Déjà une trentaine de secondes de totalité écoulées, et en entendant crépiter les appareils photos autour de moi, je pense soudain à mes propres photos. Aveuglément, comme je l'avais prévu, je prends mes séries de trois clichés à l'aide de la fonction "bracketing auto" de mon Canon. Je jette un oeil au viseur une seconde : horreur ! L'éclipse n'est pas du tout centrée, mais légèrement décalée vers la gauche du viseur ! C'est la conséquence d'un trépied sans suivi : à cause de la rotation de la terre, les astres se barrent du champ en quelques minutes !!
Tant pis, pas de le temps de tout repointer. Le soleil est suffisamment dans le champ pour que le rendu soit convenable. Je continue mes photos, le doigt tremblant sur le déclencheur électronique. En vingt secondes, mes photos sont expédiées. Mission réussie, au moins dans le temps. On verra bien le résultat. Je me dirige alors vers mon vieux reflex pour faire les photos d'ambiance. Je prends le premier cliché avec le déclencheur souple, pose de une seconde. Je veux réarmer : paf, ça bloque !! Pas du tout étonné du pépin, tout à fait prévisible dans des circonstances pareilles, je n'insiste pas et laisse tomber les autres clichés. Au moins un de fait, c'est déjà ça. Je me relève, et me retourne à l'opposé de l'éclipse totale. La lumière ambiante est extraordinairement claire. Bien plus que celle d'une nuit de pleine lune. Le temps de jeter un coup d'oeil dans le ciel, d'un bleu profond argenté, et j'aperçois une étoile. Plus tard, je l'identifierai comme Canopus. Du côté de l'éclipse, Jupiter brille dans toute sa splendeur. Et des choeurs africains retentissent au loin. Les grillons, réveillés par cette obscurité inattendue, se mettent à chanter tout naturellement.


Mes photos d'ambiance, montrant la baisse de luminosité au cours de l'éclipse.
Clichés pris à 14 h 00, 14 h 40, 15 h 00 et 15 h 10.

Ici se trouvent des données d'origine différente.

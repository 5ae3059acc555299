//! Patch application: two-phase, all-or-nothing, precondition-gated.
//!
//! Every op's precondition is checked against the current base snapshot
//! before anything is built (validate-all), and a new snapshot is committed
//! only if every check passed (commit-all). The content hash is the
//! concurrency token: a base that changed since the patch was compiled
//! fails its `old_sha256` checks and the whole apply is rejected with the
//! complete list of failing paths. The caller's base is never mutated.

use std::collections::BTreeMap;

use tracing::{debug, warn};

use crate::error::{ApplyRejection, PreconditionFailure, PreconditionKind};
use crate::hash::Digest;
use crate::patch::{FilePatchOp, PatchDocument};
use crate::snapshot::Snapshot;

/// Apply a patch document to a base snapshot.
///
/// Pure function of `(base, patch)`: applying the same document to the same
/// base twice yields structurally equal snapshots. On rejection the error
/// carries every failing path, not just the first.
pub fn apply(base: &Snapshot, patch: &PatchDocument) -> Result<Snapshot, ApplyRejection> {
    // Phase 1: validate every precondition, collecting all failures.
    let mut failures: Vec<PreconditionFailure> = Vec::new();
    for op in &patch.ops {
        match op {
            FilePatchOp::Add {
                path,
                new_bytes,
                new_sha256,
                ..
            } => {
                if base.get(path).is_some() {
                    failures.push(PreconditionFailure {
                        path: path.clone(),
                        kind: PreconditionKind::PathAlreadyExists,
                    });
                } else {
                    check_payload(path, new_bytes, new_sha256, &mut failures);
                }
            }
            FilePatchOp::Remove {
                path, old_sha256, ..
            } => check_current(base, path, old_sha256, &mut failures),
            FilePatchOp::Modify {
                path,
                old_sha256,
                new_bytes,
                new_sha256,
                ..
            } => {
                check_current(base, path, old_sha256, &mut failures);
                check_payload(path, new_bytes, new_sha256, &mut failures);
            }
        }
    }

    if !failures.is_empty() {
        warn!(
            failing = failures.len(),
            ops = patch.ops.len(),
            "patch rejected, base untouched"
        );
        return Err(ApplyRejection { failures });
    }

    // Phase 2: commit. Build the new file map and a fresh snapshot; the
    // manifest is rederived from it, preserving the base's project id.
    let mut files: BTreeMap<String, Vec<u8>> = base
        .iter()
        .map(|f| (f.path.clone(), f.bytes.clone()))
        .collect();
    for op in &patch.ops {
        match op {
            FilePatchOp::Add {
                path, new_bytes, ..
            }
            | FilePatchOp::Modify {
                path, new_bytes, ..
            } => {
                files.insert(path.clone(), new_bytes.clone());
            }
            FilePatchOp::Remove { path, .. } => {
                files.remove(path);
            }
        }
    }

    let next = Snapshot::assemble(base.project_id().to_string(), files, None);
    debug!(
        base = %base.pack_hash(),
        next = %next.pack_hash(),
        ops = patch.ops.len(),
        "patch committed"
    );
    Ok(next)
}

fn check_current(
    base: &Snapshot,
    path: &str,
    expected: &Digest,
    failures: &mut Vec<PreconditionFailure>,
) {
    match base.get(path) {
        None => failures.push(PreconditionFailure {
            path: path.to_string(),
            kind: PreconditionKind::PathMissing,
        }),
        Some(entry) => {
            let actual = entry.digest();
            if actual != *expected {
                failures.push(PreconditionFailure {
                    path: path.to_string(),
                    kind: PreconditionKind::HashMismatch {
                        expected: *expected,
                        actual,
                    },
                });
            }
        }
    }
}

fn check_payload(
    path: &str,
    bytes: &[u8],
    declared: &Digest,
    failures: &mut Vec<PreconditionFailure>,
) {
    let actual = Digest::of(bytes);
    if actual != *declared {
        failures.push(PreconditionFailure {
            path: path.to_string(),
            kind: PreconditionKind::PayloadCorrupt {
                declared: *declared,
                actual,
            },
        });
    }
}

#[cfg(test)]
mod tests {
    use super::*;
    use crate::diff::diff;
    use crate::patch::compile;
    use crate::snapshot::snapshot_of;

    fn patch_between(base: &Snapshot, proposal: &Snapshot) -> PatchDocument {
        compile(base, proposal, &diff(base, proposal), "test patch")
    }

    #[test]
    fn test_round_trip_apply_reaches_proposal() {
        let base = snapshot_of("p", &[("a.txt", b"1\n"), ("b.txt", b"2\n"), ("c.txt", b"3\n")]);
        let proposal = snapshot_of("p", &[("a.txt", b"one\n"), ("c.txt", b"3\n"), ("d.txt", b"4\n")]);
        let result = apply(&base, &patch_between(&base, &proposal)).unwrap();
        assert_eq!(result, proposal);
        assert_eq!(result.pack_hash(), proposal.pack_hash());
    }

    #[test]
    fn test_stale_base_fails_with_hash_mismatch() {
        let base = snapshot_of("p", &[("README.md", b"v1")]);
        let proposal = snapshot_of("p", &[("README.md", b"v2")]);
        let doc = patch_between(&base, &proposal);

        let drifted = snapshot_of("p", &[("README.md", b"v1-changed")]);
        let rejection = apply(&drifted, &doc).unwrap_err();
        assert_eq!(rejection.failures.len(), 1);
        assert_eq!(rejection.failures[0].path, "README.md");
        assert!(matches!(
            rejection.failures[0].kind,
            PreconditionKind::HashMismatch { .. }
        ));
    }

    #[test]
    fn test_all_failures_reported_and_base_untouched() {
        let base = snapshot_of(
            "p",
            &[("a.txt", b"a\n"), ("b.txt", b"b\n"), ("c.txt", b"c\n")],
        );
        let proposal = snapshot_of(
            "p",
            &[("a.txt", b"A\n"), ("c.txt", b"c\n"), ("d.txt", b"d\n")],
        );
        let doc = patch_between(&base, &proposal);

        // A base where every targeted path is wrong: a.txt drifted, b.txt
        // already gone, d.txt already present.
        let current = snapshot_of(
            "p",
            &[("a.txt", b"drifted\n"), ("c.txt", b"c\n"), ("d.txt", b"squatter\n")],
        );
        let before = current.clone();
        let rejection = apply(&current, &doc).unwrap_err();

        let mut failing: Vec<&str> = rejection.failures.iter().map(|f| f.path.as_str()).collect();
        failing.sort();
        assert_eq!(failing, ["a.txt", "b.txt", "d.txt"]);
        assert_eq!(current, before);
    }

    #[test]
    fn test_apply_is_idempotent_against_same_base() {
        let base = snapshot_of("p", &[("a.txt", b"1\n")]);
        let proposal = snapshot_of("p", &[("a.txt", b"2\n"), ("b.txt", b"new\n")]);
        let doc = patch_between(&base, &proposal);

        let first = apply(&base, &doc).unwrap();
        let second = apply(&base, &doc).unwrap();
        assert_eq!(first, second);

        // Re-applying past the target base must fail: the add already
        // exists, the modify's old hash no longer matches.
        let rejection = apply(&first, &doc).unwrap_err();
        let mut kinds: Vec<(&str, &PreconditionKind)> = rejection
            .failures
            .iter()
            .map(|f| (f.path.as_str(), &f.kind))
            .collect();
        kinds.sort_by_key(|(p, _)| *p);
        assert_eq!(kinds.len(), 2);
        assert!(matches!(kinds[0], ("a.txt", PreconditionKind::HashMismatch { .. })));
        assert!(matches!(kinds[1], ("b.txt", PreconditionKind::PathAlreadyExists)));
    }

    #[test]
    fn test_corrupted_payload_is_rejected_not_committed() {
        let base = snapshot_of("p", &[("a.txt", b"1\n")]);
        let proposal = snapshot_of("p", &[("a.txt", b"2\n")]);
        let mut doc = patch_between(&base, &proposal);
        if let FilePatchOp::Modify { new_bytes, .. } = &mut doc.ops[0] {
            new_bytes[0] ^= 0xff;
        }
        let rejection = apply(&base, &doc).unwrap_err();
        assert!(matches!(
            rejection.failures[0].kind,
            PreconditionKind::PayloadCorrupt { .. }
        ));
    }

    #[test]
    fn test_add_to_base_keeps_existing_files() {
        let base = snapshot_of("p", &[("a.txt", b"x")]);
        let proposal = snapshot_of("p", &[("a.txt", b"x"), ("b.txt", b"y")]);
        let report = diff(&base, &proposal);
        assert_eq!(report.stats.added, 1);
        assert_eq!(report.stats.unchanged, 1);

        let doc = compile(&base, &proposal, &report, "add b");
        assert_eq!(doc.ops.len(), 1);
        let result = apply(&base, &doc).unwrap();
        assert_eq!(result.paths(), ["a.txt", "b.txt"]);

        let reparsed = Snapshot::parse(&result.to_archive_bytes().unwrap()).unwrap();
        let manifest = reparsed.manifest().unwrap();
        assert_eq!(manifest.contents, ["a.txt", "b.txt"]);
        assert_eq!(manifest.project_id, "p");
    }
}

A mes côtés, Hélène la chasseuse de météorites (et "l'héroïne" de mon documentaire vidéo !) s'éxclame de la beauté de la couronne dans ses grosses jumelles sur pied. Elle m'invite à y jeter un oeil l'espace de quelques secondes. Le spectacle y est saisissant. Rien à voir avec mes propres jumelles, bien moins lumineuses et grossissantes. Les protus sont très bien visibles, et les détails de la couronne, du bord de la lune à plusieurs degrés plus loin, sont parfaitement identifiables... C'est là qu'on prend conscience que l'on est en train de vivre un spectacle absolument unique, qui n'est visible par les êtres humains que quelques minutes par décennies. Après avoir vu cela, je m'agenouille devant le Soleil noir, comme assommé par le spectacle. Déjà, la totalité me paraît exceptionnellement longue (contrairement à ceux qui ont fait des photos pendant les 3 minutes 35 secondes du spectacle). J'en profite au maximum pour m'imprégner de cette lumière unique, que je n'avais jamais expérimentée auparavant. Le spectacle est total. Pourtant, sur le coup de l'émotion, difficile de penser à autre chose qu'à ce qui se passe, objectivement. J'essaye sur le coup de prendre conscience de ce que je suis en train de vivre, d'en extraire la portée symbolique et universelle, mais je n'y parviens pas. On s'exclame en voyant la couronne, les protus, les étoiles et Jupiter... Mais nous sommes tous dans un état second tel qu'il nous est impossible de penser à autre chose qu'à ce que l'on vit dans l'instant. Impossible de prendre du recul, impossible de réfléchir. On le vit, on pleure à la vue d'un tel spectacle, mais ce n'est qu'après que le sens incroyable de ce moment nous saute aux yeux... Et qu'on se rend vraiment compte que l'on vient de vivre la plus grande émotion de toute sa vie.

Et voilà que l'instant magique va prendre fin. Quelques longs grains de Baily apparaissent, laissant encore voir les nouvelles protus qui viennent juste d'apparaître vers 8 h 00. Et puis c'est le diamant, cette vision magnifique d'un éclat de lumière sur le bord lunaire au moment où la couronne brille encore à son pourtour... comme un diamant sur sa bague ! Extraordinaire ! Aucun mot ne peut décrire ce moment, le dernier de plus de trois minutes d'émotion intense, que nous ne "comprendrons" vraiment que quelques minutes plus tard. Le Soleil réapparaît. De nouveaux cris de joie. Fin de totalité.

15 h 13. Le Soleil brille à nouveau dans le ciel. Sur le champ d'observation règne une ambiance unique : sur tous les visages, des sourires, reflet parfait d'un bonheur collectif et universel. Rares sont les événements qui font une pareille unanimité positive. Même du côté africain, la bonne humeur est reine. L'éclipse a été bouleversante pour les autochtones, sans pour autant avoir été effrayante, bien heureusement ! De notre côté, ce sont les premières impressions qui ont la part belle : protus, couronne, diamant, qui a vu quoi, ou entendu quoi... En tout cas pour tous, c'est le bonheur le plus complet, la réussite la plus totale, même si chacun a, évidemment, rencontré un petit pépin technique de dernière minute... Les plus pointilleux continuent inlassablement leurs photos de phases partielles, tandis que d'autres, comme moi, oublient leurs appareils au Soleil pour partager les émotions avec le voisin...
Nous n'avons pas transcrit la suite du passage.